Мне хотелось сделать мрачными теснины ущелья и согласовать пейзаж с фантастической фигурой Демона, которого так мастерски исполнял Шаляпин. Высокую фигуру Шаляпина я старался всеми способами сделать еще выше. И, действительно, артист в моем гриме, на фоне такого пейзажа, казался зловеще-величественным и торжественным.
Тогда-то «Русские ведомости» и написали свою злостную критику:
На постановку «Демона» тратятся казной деньги, на Кавказ посылается художник Коровин, а он даже не удосужился прочесть поэму нашего гениального поэта Лермонтова. В поэме «Демон» слуга обращается к князю Синодалу:
Здесь я под чинарой
Бурку разложу
И, уснув, во сне Тамару
А Коровин чинары не изобразил. «Какая дерзость так относиться к величайшему поэту земли русской! Вот какое невежество приходится терпеть от новых управителей образцового театра…»
Конечно, все это было чистейшим вздором: денег на поездку я не брал, а ездил на свой счет. Но дело не в этом. Ошеломил меня больше всего упрек в незнании Лермонтова, и я написал в редакцию «Русских ведомостей» письмо, в котором выражал свое удивление и огорчение… как могла профессорская газета принять вышеприведенные вирши оперного либреттиста за поэму Лермонтова? Тогда приехал ко мне Н. Е. Эфрос и просил забыть эту «ошибку».

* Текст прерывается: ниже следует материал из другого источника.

/// Input state tracker.
///
/// Drains every pending terminal event once per frame without blocking and
/// turns it into browser-style key names: printable keys become the
/// character itself ("a", "A", " "), everything else a longer name
/// ("Enter", "ArrowLeft", "Ctrl+a"). Only single-character names ever reach
/// the typing buffer, so the naming alone keeps non-text keys out of it.
///
/// Release events are ignored; Press and Repeat both count as a keystroke.

use std::time::Duration;

use crossterm::event::{self, poll, Event, KeyCode, KeyEvent, KeyEventKind, KeyModifiers};

#[derive(Clone, Debug, PartialEq, Eq)]
pub enum InputEvent {
    Key(String),
    /// The terminal changed size; the renderer re-reads it this frame.
    Resize,
    /// Esc or Ctrl+C.
    Quit,
}

pub struct InputState {
    /// Events collected during the most recent `drain_events`.
    pub events: Vec<InputEvent>,
}

impl InputState {
    pub fn new() -> Self {
        InputState { events: Vec::with_capacity(8) }
    }

    /// Drain all pending terminal events.
    /// Call this once per frame, before the simulation tick.
    pub fn drain_events(&mut self) {
        self.events.clear();

        while poll(Duration::ZERO).unwrap_or(false) {
            match event::read() {
                Ok(Event::Key(key)) => {
                    if let Some(ev) = translate_key(&key) {
                        self.events.push(ev);
                    }
                }
                Ok(Event::Resize(_, _)) => self.events.push(InputEvent::Resize),
                Ok(_) => {}
                Err(e) => {
                    log::debug!("event read failed: {e}");
                    break;
                }
            }
        }
    }

    pub fn quit_requested(&self) -> bool {
        self.events.contains(&InputEvent::Quit)
    }

    pub fn resized(&self) -> bool {
        self.events.contains(&InputEvent::Resize)
    }

    /// Key names drained this frame, in arrival order.
    pub fn keys(&self) -> impl Iterator<Item = &str> {
        self.events.iter().filter_map(|e| match e {
            InputEvent::Key(k) => Some(k.as_str()),
            _ => None,
        })
    }
}

pub fn translate_key(key: &KeyEvent) -> Option<InputEvent> {
    if key.kind == KeyEventKind::Release {
        return None;
    }

    let ctrl = key.modifiers.contains(KeyModifiers::CONTROL);
    let alt = key.modifiers.contains(KeyModifiers::ALT);

    let name = match key.code {
        KeyCode::Esc => return Some(InputEvent::Quit),
        KeyCode::Char(c) if ctrl && c.eq_ignore_ascii_case(&'c') => return Some(InputEvent::Quit),
        KeyCode::Char(c) if ctrl => format!("Ctrl+{c}"),
        KeyCode::Char(c) if alt => format!("Alt+{c}"),
        KeyCode::Char(c) => c.to_string(),
        KeyCode::Enter => "Enter".into(),
        KeyCode::Backspace => "Backspace".into(),
        KeyCode::Tab => "Tab".into(),
        KeyCode::BackTab => "Shift+Tab".into(),
        KeyCode::Delete => "Delete".into(),
        KeyCode::Insert => "Insert".into(),
        KeyCode::Left => "ArrowLeft".into(),
        KeyCode::Right => "ArrowRight".into(),
        KeyCode::Up => "ArrowUp".into(),
        KeyCode::Down => "ArrowDown".into(),
        KeyCode::Home => "Home".into(),
        KeyCode::End => "End".into(),
        KeyCode::PageUp => "PageUp".into(),
        KeyCode::PageDown => "PageDown".into(),
        KeyCode::F(n) => format!("F{n}"),
        _ => "Unidentified".into(),
    };
    Some(InputEvent::Key(name))
}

Однако «Русское слово», к великому конфузу «Русских ведомостей», письмо мое напечатало.
А вслед затем получил я повестку, приглашающую меня в отдел Министерства внутренних дел…
Во дворе большого дома, напротив Страстного монастыря, — крыльцо. Звоню. Дверь открывает жандарм. Я показываю ему повестку.
— Пожалуйте, — говорит жандарм и ведет меня по коридору, по обе стороны которого — двери; одна из них отперта, и в комнате сидит дама в глубоком трауре, а перед ней жандармы роются в чемоданах.
В конце коридора мне показали на дверь:
— Пожалуйте!
Я вошел в большую комнату. Ковер, письменный стол. Прекрасно одетый господин с баками встает из-за стола, с любезной и сладкой улыбкой рассыпается в приветствиях.
— Очень рад, ну вот, Константин Алексеевич, так-с!
— Я получил от вас повестку, — начинаю я.
— Ну да. Так-с. Но это не я писал. Пустяки-с. Маленькая о вас справочка из Петербурга. Вы так нашумели, все газеты кричат. Вот, например, статья Алексея Павловича Ленского…
И он сделал серьезное лицо.
— Вы ведь знаете Александра Павловича? Артист Божьей милостью. Как играет. Боже мой! Я, знаете, плачу. И вот он — тоже. Карл Федорович Вальц, маг и волшебник — тоже… Согласитесь! Ах, что ж это я? Садитесь, пожалуйста…
— Так вот, — продолжал он, — от вас нужно нам маленькое разъяснение… Сигары курите?
И он пододвинул мне серебряный ящик с сигарами и сам закурил.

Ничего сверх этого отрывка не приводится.